In Aim 1, we will investigate changes to the bacterium during its transition from an LPS-deficient to a LPS-positive cell, including how GPL transport influences LPS structure.
For Aim 2 our focus will be the identification of genes that support LPS-deficiency, including the role of lipoproteins and how they are transported to the cell surface regardless of LPS status. Finally, in Aim 3, we will characterize novel gene products necessary for OM stability in LPS-positive A. baumannii uncovered by a genetic and chemical synthetic lethality screen. Given the current literature, the application is built on a strong scientific premise addressing major gaps in our understanding of the A. baumannii cell envelope and other Gram-negative pathogens. Furthermore, the Aims focus on highly conserved pathways that impact membrane biogenesis, bacterial pathogenesis, and antimicrobial development.

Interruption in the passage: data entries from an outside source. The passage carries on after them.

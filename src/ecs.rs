use crate::material::MaterialId;
use crate::scene::{EntityKey, RenderableEntity, Scene, SceneGraph};
use anyhow::{anyhow, Result};
use bevy_ecs::prelude::*;

// ---------- Components ----------
#[derive(Component, Clone)]
pub struct EntityName(pub String);
#[derive(Component, Clone, Copy)]
pub struct Active(pub bool);
#[derive(Component, Clone, Copy, Default)]
pub struct ParentEntity(pub Option<Entity>);
/// Marks entities that belong to a prefab definition instead of the live scene.
#[derive(Component, Clone, Copy, Default)]
pub struct PrefabAsset(pub bool);
#[derive(Component, Clone, Default)]
pub struct MeshRenderer {
    pub materials: Vec<Option<MaterialId>>,
}

/// Scene graph backed by a bevy_ecs world.
pub struct EcsScene {
    pub world: World,
}

impl Default for EcsScene {
    fn default() -> Self {
        Self::new()
    }
}

impl EcsScene {
    pub fn new() -> Self {
        Self { world: World::new() }
    }

    pub fn key(entity: Entity) -> EntityKey {
        EntityKey::from_bits(entity.to_bits())
    }

    pub fn entity(key: EntityKey) -> Option<Entity> {
        Entity::try_from_bits(key.to_bits()).ok()
    }

    /// Spawns a plain transform-only node, useful as a parent.
    pub fn spawn_node(&mut self, name: impl Into<String>) -> Entity {
        self.world
            .spawn((EntityName(name.into()), Active(true), ParentEntity::default(), PrefabAsset::default()))
            .id()
    }

    pub fn spawn_renderer<I>(&mut self, name: impl Into<String>, materials: I) -> Entity
    where
        I: IntoIterator<Item = Option<MaterialId>>,
    {
        self.world
            .spawn((
                EntityName(name.into()),
                Active(true),
                ParentEntity::default(),
                PrefabAsset::default(),
                MeshRenderer { materials: materials.into_iter().collect() },
            ))
            .id()
    }

    pub fn set_active(&mut self, entity: Entity, active: bool) -> bool {
        match self.world.get_mut::<Active>(entity) {
            Some(mut flag) => {
                flag.0 = active;
                true
            }
            None => false,
        }
    }

    pub fn set_parent(&mut self, child: Entity, parent: Option<Entity>) -> bool {
        match self.world.get_mut::<ParentEntity>(child) {
            Some(mut link) => {
                link.0 = parent;
                true
            }
            None => false,
        }
    }

    pub fn set_prefab_asset(&mut self, entity: Entity, prefab: bool) -> bool {
        match self.world.get_mut::<PrefabAsset>(entity) {
            Some(mut flag) => {
                flag.0 = prefab;
                true
            }
            None => false,
        }
    }

    pub fn set_name(&mut self, entity: Entity, name: impl Into<String>) -> bool {
        match self.world.get_mut::<EntityName>(entity) {
            Some(mut current) => {
                current.0 = name.into();
                true
            }
            None => false,
        }
    }

    pub fn set_materials<I>(&mut self, entity: Entity, materials: I) -> bool
    where
        I: IntoIterator<Item = Option<MaterialId>>,
    {
        match self.world.get_mut::<MeshRenderer>(entity) {
            Some(mut renderer) => {
                renderer.materials = materials.into_iter().collect();
                true
            }
            None => false,
        }
    }

    pub fn despawn(&mut self, entity: Entity) -> bool {
        self.world.despawn(entity)
    }

    pub fn entity_count(&self) -> usize {
        self.world.entities().len() as usize
    }

    /// Active itself and every ancestor active. A missing `Active` counts as active.
    pub fn active_in_hierarchy(&self, entity: Entity) -> bool {
        self.hierarchy_active(entity, self.entity_count())
    }

    /// A parent chain longer than `limit` can only be a cycle.
    fn hierarchy_active(&self, entity: Entity, limit: usize) -> bool {
        let mut current = Some(entity);
        let mut depth = 0;
        while let Some(e) = current {
            if !self.world.get::<Active>(e).map(|a| a.0).unwrap_or(true) {
                return false;
            }
            depth += 1;
            if depth > limit {
                // Parent cycle; treat the chain as inactive rather than loop.
                return false;
            }
            current = self.world.get::<ParentEntity>(e).and_then(|p| p.0);
        }
        true
    }

    /// Spawns every entity of `scene` and links parents. Returns the spawned
    /// entities in file order.
    pub fn load_scene(&mut self, scene: &Scene) -> Result<Vec<Entity>> {
        let mut spawned = Vec::with_capacity(scene.entities.len());
        for data in &scene.entities {
            let entity = match &data.renderer {
                Some(renderer) => self.spawn_renderer(data.name.clone(), renderer.materials.iter().cloned()),
                None => self.spawn_node(data.name.clone()),
            };
            self.set_active(entity, data.active);
            self.set_prefab_asset(entity, data.prefab_asset);
            spawned.push(entity);
        }
        for (index, data) in scene.entities.iter().enumerate() {
            if let Some(parent_index) = data.parent {
                let parent = *spawned.get(parent_index).ok_or_else(|| {
                    anyhow!(
                        "Scene entity '{}' has parent index {parent_index} outside entity list",
                        data.name
                    )
                })?;
                self.set_parent(spawned[index], Some(parent));
            }
        }
        Ok(spawned)
    }
}

impl SceneGraph for EcsScene {
    fn renderables(&self, include_inactive: bool) -> Vec<RenderableEntity> {
        let limit = self.entity_count();
        let mut found: Vec<(Entity, RenderableEntity)> = self
            .world
            .iter_entities()
            .filter_map(|entity_ref| {
                let renderer = entity_ref.get::<MeshRenderer>()?;
                let entity = entity_ref.id();
                let active_in_hierarchy = self.hierarchy_active(entity, limit);
                if !include_inactive && !active_in_hierarchy {
                    return None;
                }
                let prefab_asset = entity_ref.get::<PrefabAsset>().map(|p| p.0).unwrap_or(false);
                Some((
                    entity,
                    RenderableEntity {
                        key: Self::key(entity),
                        active_in_hierarchy,
                        prefab_asset,
                        materials: renderer.materials.clone(),
                    },
                ))
            })
            .collect();
        // Archetype order is not spawn order; sort so scans are reproducible.
        found.sort_by_key(|(entity, _)| (entity.index(), entity.generation()));
        found.into_iter().map(|(_, renderable)| renderable).collect()
    }

    fn entity_name(&self, key: EntityKey) -> Option<&str> {
        let entity = Self::entity(key)?;
        self.world.get::<EntityName>(entity).map(|n| n.0.as_str())
    }
}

Gram-negative bacteria (e.g., Escherichia coli) are responsible for a number of human infectious diseases. Much like armor, these bacteria have a unique outer surface that prevents the use of a number of antibiotics. This proposal will help determine the molecular machinery used by the Gram-negative bacterium Acinetobacter baumannii, an extensively drug-resistant bacterium causing devastating disease, to assemble its outer surface. Understanding how bacteria assemble their outer armor will allow for the development of novel therapies to fight multi-drug resistant infections.